Category Archives: Bi-lingual Child

When treating a child who is bilingual, and who stutters in both languages, do you find that treatment in only one of the languages causes spontaneous generalisation to the other one? Or does treatment have to be delivered in both languages?

I can think of children who fit both of the possibilities that you suggest. That is, sometimes treatment effects generalise from the first to the second language, and sometimes not. When working with bilingual children, I start treatment in the language that the child and parent speak at home, and ask the parent to collect daily severity ratings for both languages. These severity ratings become the basis of our discussions and decisions about whether or not to treat in the second language.

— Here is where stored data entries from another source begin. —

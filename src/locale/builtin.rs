//! Built-in locale data.

/// Order of the date fields in numeric and pattern-less output.
#[derive(Debug, Clone, Copy, PartialEq, Eq)]
pub enum FieldOrder {
    /// `1/5/2024`
    MonthDayYear,
    /// `05/01/2024`
    DayMonthYear,
    /// `2024/1/5`
    YearMonthDay,
}

/// Patterns used when the month is rendered as a name. Locales carry one
/// set for `long` months and one for `short` and `narrow` months.
///
/// `{y}`, `{m}` and `{d}` are replaced with the rendered year, month and day.
#[derive(Debug, Clone, Copy)]
pub struct TextPatterns {
    pub year_month_day: &'static str,
    pub month_day: &'static str,
    pub year_month: &'static str,
}

/// Patterns used when only one field is requested.
#[derive(Debug, Clone, Copy)]
pub struct SinglePatterns {
    pub year: &'static str,
    pub month: &'static str,
    pub day: &'static str,
}

/// Locale settings for date formatting.
#[derive(Debug, Clone)]
pub struct Locale {
    pub tag: &'static str,
    pub order: FieldOrder,
    pub numeric_separator: &'static str,
    /// Appended to numeric output that ends in a day or month (`5.1.`).
    pub numeric_suffix: &'static str,
    /// Numeric day and month widen to two digits when both are numeric.
    pub pad_day_month: bool,
    /// Pattern for a numeric month shown with a year and no day.
    pub numeric_year_month: &'static str,
    /// A numeric month shown with a year and no day widens to two digits.
    pub pad_month_with_year: bool,
    pub month_names_full: [&'static str; 12],
    pub month_names_short: [&'static str; 12],
    /// Short names used when the month is the only field.
    pub month_names_short_standalone: [&'static str; 12],
    pub month_names_narrow: [&'static str; 12],
    pub long_text: TextPatterns,
    pub short_text: TextPatterns,
    pub single: SinglePatterns,
}

const PLAIN_SINGLES: SinglePatterns = SinglePatterns {
    year: "{y}",
    month: "{m}",
    day: "{d}",
};

const LATIN_NARROW: [&str; 12] = ["J", "F", "M", "A", "M", "J", "J", "A", "S", "O", "N", "D"];

const ENGLISH_FULL: [&str; 12] = [
    "January",
    "February",
    "March",
    "April",
    "May",
    "June",
    "July",
    "August",
    "September",
    "October",
    "November",
    "December",
];

const ENGLISH_SHORT: [&str; 12] = [
    "Jan", "Feb", "Mar", "Apr", "May", "Jun", "Jul", "Aug", "Sep", "Oct", "Nov", "Dec",
];

const JAPANESE_MONTHS: [&str; 12] = [
    "1月", "2月", "3月", "4月", "5月", "6月", "7月", "8月", "9月", "10月", "11月", "12月",
];

const FRENCH_SHORT: [&str; 12] = [
    "janv.", "févr.", "mars", "avr.", "mai", "juin", "juil.", "août", "sept.", "oct.", "nov.",
    "déc.",
];

const SPANISH_SHORT: [&str; 12] = [
    "ene", "feb", "mar", "abr", "may", "jun", "jul", "ago", "sept", "oct", "nov", "dic",
];

const ENGLISH_US_TEXT: TextPatterns = TextPatterns {
    year_month_day: "{m} {d}, {y}",
    month_day: "{m} {d}",
    year_month: "{m} {y}",
};

const DAY_FIRST_TEXT: TextPatterns = TextPatterns {
    year_month_day: "{d} {m} {y}",
    month_day: "{d} {m}",
    year_month: "{m} {y}",
};

const GERMAN_TEXT: TextPatterns = TextPatterns {
    year_month_day: "{d}. {m} {y}",
    month_day: "{d}. {m}",
    year_month: "{m} {y}",
};

const JAPANESE_TEXT: TextPatterns = TextPatterns {
    year_month_day: "{y}年{m}{d}日",
    month_day: "{m}{d}日",
    year_month: "{y}年{m}",
};

/// Every locale the formatter carries data for. The first entry for a
/// language is that language's primary locale.
pub static LOCALES: [Locale; 6] = [
    Locale {
        tag: "en-US",
        order: FieldOrder::MonthDayYear,
        numeric_separator: "/",
        numeric_suffix: "",
        pad_day_month: false,
        numeric_year_month: "{m}/{y}",
        pad_month_with_year: false,
        month_names_full: ENGLISH_FULL,
        month_names_short: ENGLISH_SHORT,
        month_names_short_standalone: ENGLISH_SHORT,
        month_names_narrow: LATIN_NARROW,
        long_text: ENGLISH_US_TEXT,
        short_text: ENGLISH_US_TEXT,
        single: PLAIN_SINGLES,
    },
    Locale {
        tag: "en-GB",
        order: FieldOrder::DayMonthYear,
        numeric_separator: "/",
        numeric_suffix: "",
        pad_day_month: true,
        numeric_year_month: "{m}/{y}",
        pad_month_with_year: true,
        month_names_full: ENGLISH_FULL,
        month_names_short: ENGLISH_SHORT,
        month_names_short_standalone: ENGLISH_SHORT,
        month_names_narrow: LATIN_NARROW,
        long_text: DAY_FIRST_TEXT,
        short_text: DAY_FIRST_TEXT,
        single: PLAIN_SINGLES,
    },
    Locale {
        tag: "de-DE",
        order: FieldOrder::DayMonthYear,
        numeric_separator: ".",
        numeric_suffix: ".",
        pad_day_month: false,
        numeric_year_month: "{m}/{y}",
        pad_month_with_year: false,
        month_names_full: [
            "Januar",
            "Februar",
            "März",
            "April",
            "Mai",
            "Juni",
            "Juli",
            "August",
            "September",
            "Oktober",
            "November",
            "Dezember",
        ],
        month_names_short: [
            "Jan.", "Feb.", "März", "Apr.", "Mai", "Juni", "Juli", "Aug.", "Sept.", "Okt.", "Nov.",
            "Dez.",
        ],
        month_names_short_standalone: [
            "Jan", "Feb", "Mär", "Apr", "Mai", "Jun", "Jul", "Aug", "Sep", "Okt", "Nov", "Dez",
        ],
        month_names_narrow: LATIN_NARROW,
        long_text: GERMAN_TEXT,
        short_text: GERMAN_TEXT,
        single: PLAIN_SINGLES,
    },
    Locale {
        tag: "fr-FR",
        order: FieldOrder::DayMonthYear,
        numeric_separator: "/",
        numeric_suffix: "",
        pad_day_month: true,
        numeric_year_month: "{m}/{y}",
        pad_month_with_year: true,
        month_names_full: [
            "janvier",
            "février",
            "mars",
            "avril",
            "mai",
            "juin",
            "juillet",
            "août",
            "septembre",
            "octobre",
            "novembre",
            "décembre",
        ],
        month_names_short: FRENCH_SHORT,
        month_names_short_standalone: FRENCH_SHORT,
        month_names_narrow: LATIN_NARROW,
        long_text: DAY_FIRST_TEXT,
        short_text: DAY_FIRST_TEXT,
        single: PLAIN_SINGLES,
    },
    Locale {
        tag: "es-ES",
        order: FieldOrder::DayMonthYear,
        numeric_separator: "/",
        numeric_suffix: "",
        pad_day_month: false,
        numeric_year_month: "{m}/{y}",
        pad_month_with_year: false,
        month_names_full: [
            "enero",
            "febrero",
            "marzo",
            "abril",
            "mayo",
            "junio",
            "julio",
            "agosto",
            "septiembre",
            "octubre",
            "noviembre",
            "diciembre",
        ],
        month_names_short: SPANISH_SHORT,
        month_names_short_standalone: SPANISH_SHORT,
        month_names_narrow: ["E", "F", "M", "A", "M", "J", "J", "A", "S", "O", "N", "D"],
        // Only long month names take the `de` connector.
        long_text: TextPatterns {
            year_month_day: "{d} de {m} de {y}",
            month_day: "{d} de {m}",
            year_month: "{m} de {y}",
        },
        short_text: DAY_FIRST_TEXT,
        single: PLAIN_SINGLES,
    },
    Locale {
        tag: "ja-JP",
        order: FieldOrder::YearMonthDay,
        numeric_separator: "/",
        numeric_suffix: "",
        pad_day_month: false,
        numeric_year_month: "{y}/{m}",
        pad_month_with_year: false,
        month_names_full: JAPANESE_MONTHS,
        month_names_short: JAPANESE_MONTHS,
        month_names_short_standalone: JAPANESE_MONTHS,
        month_names_narrow: JAPANESE_MONTHS,
        long_text: JAPANESE_TEXT,
        short_text: JAPANESE_TEXT,
        single: SinglePatterns {
            year: "{y}年",
            month: "{m}月",
            day: "{d}日",
        },
    },
];

impl Locale {
    /// US English locale.
    pub fn en_us() -> &'static Locale {
        &LOCALES[0]
    }

    /// Language subtag of this locale, e.g. `en`.
    pub fn language(&self) -> &'static str {
        self.tag.split('-').next().unwrap_or(self.tag)
    }
}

I have a child in my clinic of nearly four who is bilingual English and Arabic. Her Arabic is superior to her English. She is stuttering in Arabic but her English, which is ‘delayed’ for her age, is stutter -free. Should we wait for her English to catch up with her Arabic so that she is stuttering in both languages, or should I try and treat her in Arabic via her mother? Do you have any experience of this yourself, and what did you do?

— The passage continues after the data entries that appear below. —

use std::sync::Arc;

use insighter::config::AppConfig;
use insighter::llm::{LlmChat, LlmClient};
use insighter::news::NewsClient;
use insighter::search::{SearchProvider, TavilyClient};
use insighter::{routes, state};

#[tokio::main]
async fn main() {
    let _ = dotenvy::dotenv();
    tracing_subscriber::fmt::init();

    let config = AppConfig::from_env().expect("invalid configuration");

    let (llm, max_tokens): (Option<Arc<dyn LlmChat>>, u32) = match &config.llm {
        Ok(llm_config) => match LlmClient::from_config(llm_config) {
            Ok(client) => {
                tracing::info!(model = client.model(), provider = ?llm_config.provider, "LLM client initialized");
                let max_tokens = client.max_tokens();
                (Some(Arc::new(client)), max_tokens)
            }
            Err(e) => {
                tracing::warn!(error = %e, "LLM client init failed; /api/chat disabled");
                (None, 0)
            }
        },
        Err(e) => {
            tracing::warn!(error = %e, "LLM not configured; /api/chat disabled");
            (None, 0)
        }
    };

    let search: Option<Arc<dyn SearchProvider>> = match config.search.clone().map(TavilyClient::new) {
        Some(Ok(client)) => Some(Arc::new(client)),
        Some(Err(e)) => {
            tracing::warn!(error = %e, "search client init failed; answers will carry no sources");
            None
        }
        None => {
            tracing::warn!("TAVILY_API_KEY not set; answers will carry no sources");
            None
        }
    };

    let news = match config.news.clone().map(|c| NewsClient::new(c, config.retry)) {
        Some(Ok(client)) => Some(Arc::new(client)),
        Some(Err(e)) => {
            tracing::warn!(error = %e, "news client init failed; /api/news disabled");
            None
        }
        None => None,
    };

    let state = state::AppState::new(llm, search, max_tokens)
        .with_news(news)
        .with_retry(config.retry);

    let app = routes::app(state);
    let listener = tokio::net::TcpListener::bind(format!("0.0.0.0:{}", config.port))
        .await
        .expect("failed to bind");

    tracing::info!(port = config.port, "insighter listening");
    axum::serve(listener, app).await.expect("server failed");
}
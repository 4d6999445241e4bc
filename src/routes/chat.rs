//! Streaming relay route.
//!
//! Everything that can fail the request happens before the first byte:
//! body parsing, provider availability, search and opening the provider
//! stream. After that the response is committed and failures travel in-band
//! as the stream's terminal record.

use axum::Json;
use axum::body::Body;
use axum::extract::State;
use axum::extract::rejection::JsonRejection;
use axum::http::header;
use axum::response::{IntoResponse, Response};
use serde::Deserialize;

use crate::error::{ApiError, RELAY_FAILURE_MESSAGE};
use crate::llm::types::Message;
use crate::relay::{RelayError, RelayStream};
use crate::state::AppState;
use crate::wire;

#[derive(Debug, Deserialize)]
pub struct ChatRequest {
    pub messages: Vec<Message>,
}

/// `POST /api/chat`: search-augmented streaming answer.
///
/// # Errors
///
/// Returns a JSON error for a malformed body (400), a missing provider
/// (503) or a provider that rejects the request (500).
pub async fn chat(
    State(state): State<AppState>,
    body: Result<Json<ChatRequest>, JsonRejection>,
) -> Result<Response, ApiError> {
    let Json(request) = body.map_err(|e| ApiError::bad_request(e.body_text()))?;
    let relay = state
        .relay()
        .ok_or_else(|| ApiError::unavailable("LLM provider is not configured"))?;

    let stream = relay.open(&request.messages).await.map_err(|e| match e {
        RelayError::EmptyConversation => ApiError::bad_request(e.to_string()),
        RelayError::Provider(_) => ApiError::upstream(RELAY_FAILURE_MESSAGE, &e),
    })?;
    Ok(sse_response(stream))
}

fn sse_response(stream: RelayStream) -> Response {
    (
        [
            (header::CONTENT_TYPE, wire::CONTENT_TYPE),
            (header::CACHE_CONTROL, "no-cache"),
            (header::CONNECTION, "keep-alive"),
        ],
        Body::from_stream(stream.into_body()),
    )
        .into_response()
}

#[cfg(test)]
#[path = "chat_test.rs"]
mod tests;
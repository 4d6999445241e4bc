//! Search proxy route.

use axum::Json;
use axum::extract::State;
use axum::extract::rejection::JsonRejection;
use serde::Deserialize;

use crate::error::ApiError;
use crate::search::SearchResponse;
use crate::state::AppState;

pub const SEARCH_FAILURE_MESSAGE: &str = "Failed to fetch search results";

#[derive(Debug, Deserialize)]
pub struct SearchRequest {
    #[serde(default)]
    pub query: String,
}

/// `POST /api/search`: raw search provider response.
///
/// # Errors
///
/// 400 for a missing query, 503 without a search provider, 500 when the
/// provider fails.
pub async fn search(
    State(state): State<AppState>,
    body: Result<Json<SearchRequest>, JsonRejection>,
) -> Result<Json<SearchResponse>, ApiError> {
    let Json(request) = body.map_err(|e| ApiError::bad_request(e.body_text()))?;
    let query = request.query.trim();
    if query.is_empty() {
        return Err(ApiError::bad_request("Query parameter is required"));
    }
    let provider = state
        .search
        .as_ref()
        .ok_or_else(|| ApiError::unavailable("search provider is not configured"))?;

    let response = state
        .retry
        .run("search", || provider.search(query))
        .await
        .map_err(|e| ApiError::upstream(SEARCH_FAILURE_MESSAGE, &e))?;
    Ok(Json(response))
}

#[cfg(test)]
#[path = "search_test.rs"]
mod tests;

To begin with, treatment in the Lidcombe Program is delivered by parents, not speech-language pathologists. It seems a minor point, but if you’re clear about that, then the rest follows easily. The mother treats this girl every day, so they can use the language they prefer – which seems to be Arabic. Your role is to train the mother to take speech measures, and correctly and safely present verbal contingencies following the girl’s stutter-free and stuttered speech. I have lots of experience using the Lidcombe Program with families who speak languages other than English, so I am confident that this approach will be successful.